# Block Build & Air Tightness



## trafficpat (4 Mar 2009)

Hi, 
Were going standard block build  ( 3500sqfoot) but would like to achieve air tightness. Were getting a MHRV system, underfloor heating off oil ( temp till we can afford different system ) and solar panels. 
We have been hearing all sorts of stories, is there anyone that has an air tight house with block, was this easy to achieve, any tips? 
Also we are looking for a stove? Whats teh best way of going about this? 
Any input would be helpful.
Thanks


----------



## VByrne (5 Mar 2009)

Hi trafficpat,
There are air-barrier membranes you can use to wrap the inner leaf with, or you can also use the vapour control membrane on the inside section of the wall construction as a measure to control air-leakage, a system they use in Canada is to spray a closed cell foam on the inner leaf which acts as insulation and air and vapour barrier, (must be closed cell) take your time and use the net for research, I hope this helps.


----------



## janabiyah (7 Mar 2009)

One of the most amusing things is the way Irish builders consistently decide to put vents into the rooms and just dig a big hole in the wall to the outside. Thus wasting a lot of the insulating effort that has gone into the house.

I suppose it is part of the hot press mentality, only in Ireland


----------



## galwaytt (7 Mar 2009)

An assessor in Loughrea lately told me it cost his client almost 5k to make his block build airtight.   A HRV system will struggle to work properly in a house that is, essentially, porous.

Blockbuild is a poor choice in this modern age, with an eye to performance.

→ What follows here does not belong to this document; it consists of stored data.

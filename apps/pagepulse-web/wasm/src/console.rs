//! `tracing` output routed to the browser console
//!
//! Installed by [`PagePulse`](crate::PagePulse) when the `debug` option is
//! set, so diagnostics from the core (skipped streams and listeners, lost
//! reports) show up in devtools.

use std::io;

use tracing_subscriber::filter::LevelFilter;
use tracing_subscriber::fmt::MakeWriter;

/// Buffers one formatted event and logs it when dropped
pub struct ConsoleWriter {
    buf: Vec<u8>,
}

impl io::Write for ConsoleWriter {
    fn write(&mut self, data: &[u8]) -> io::Result<usize> {
        self.buf.extend_from_slice(data);
        Ok(data.len())
    }

    fn flush(&mut self) -> io::Result<()> {
        Ok(())
    }
}

impl Drop for ConsoleWriter {
    fn drop(&mut self) {
        if let Some(line) = console_line(&self.buf) {
            web_sys::console::debug_1(&line.into());
        }
    }
}

#[derive(Debug, Clone, Copy, Default)]
pub struct ConsoleMakeWriter;

impl<'a> MakeWriter<'a> for ConsoleMakeWriter {
    type Writer = ConsoleWriter;

    fn make_writer(&'a self) -> Self::Writer {
        ConsoleWriter { buf: Vec::new() }
    }
}

/// Text logged for one buffered event, `None` when there is nothing to show
fn console_line(buf: &[u8]) -> Option<String> {
    let text = String::from_utf8_lossy(buf);
    let text = text.trim_end();
    (!text.is_empty()).then(|| format!("[pagepulse] {}", text))
}

/// Install the console subscriber. A subscriber already set by the host
/// application is left in place.
pub fn install() {
    // No timestamps: the system clock is unavailable on wasm32-unknown-unknown
    let _ = tracing_subscriber::fmt()
        .with_writer(ConsoleMakeWriter)
        .with_max_level(LevelFilter::DEBUG)
        .with_ansi(false)
        .without_time()
        .try_init();
}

It's only benefit is cost-to-fit, which will be long wiped out, down the road, in increased heating costs.


----------



## kemosabe (7 Mar 2009)

The block vs timber frame debate has been discussed in previous threads so Im not going to re-visit it except to say it is far too simplistic a view to state that block build is a poor choice. It is just as achievable to build an air tight energy efficient home in block as it is in timber frame if you plan it so from the start.

Traffic Pat my advise to you is before you build have an energy assessor complete specification improvement on your plans to assist you in reaching your required air tightness. aim for a result of 5m3 or under in an air tightness test & any property achieving 5 or under should def have a MHRV system.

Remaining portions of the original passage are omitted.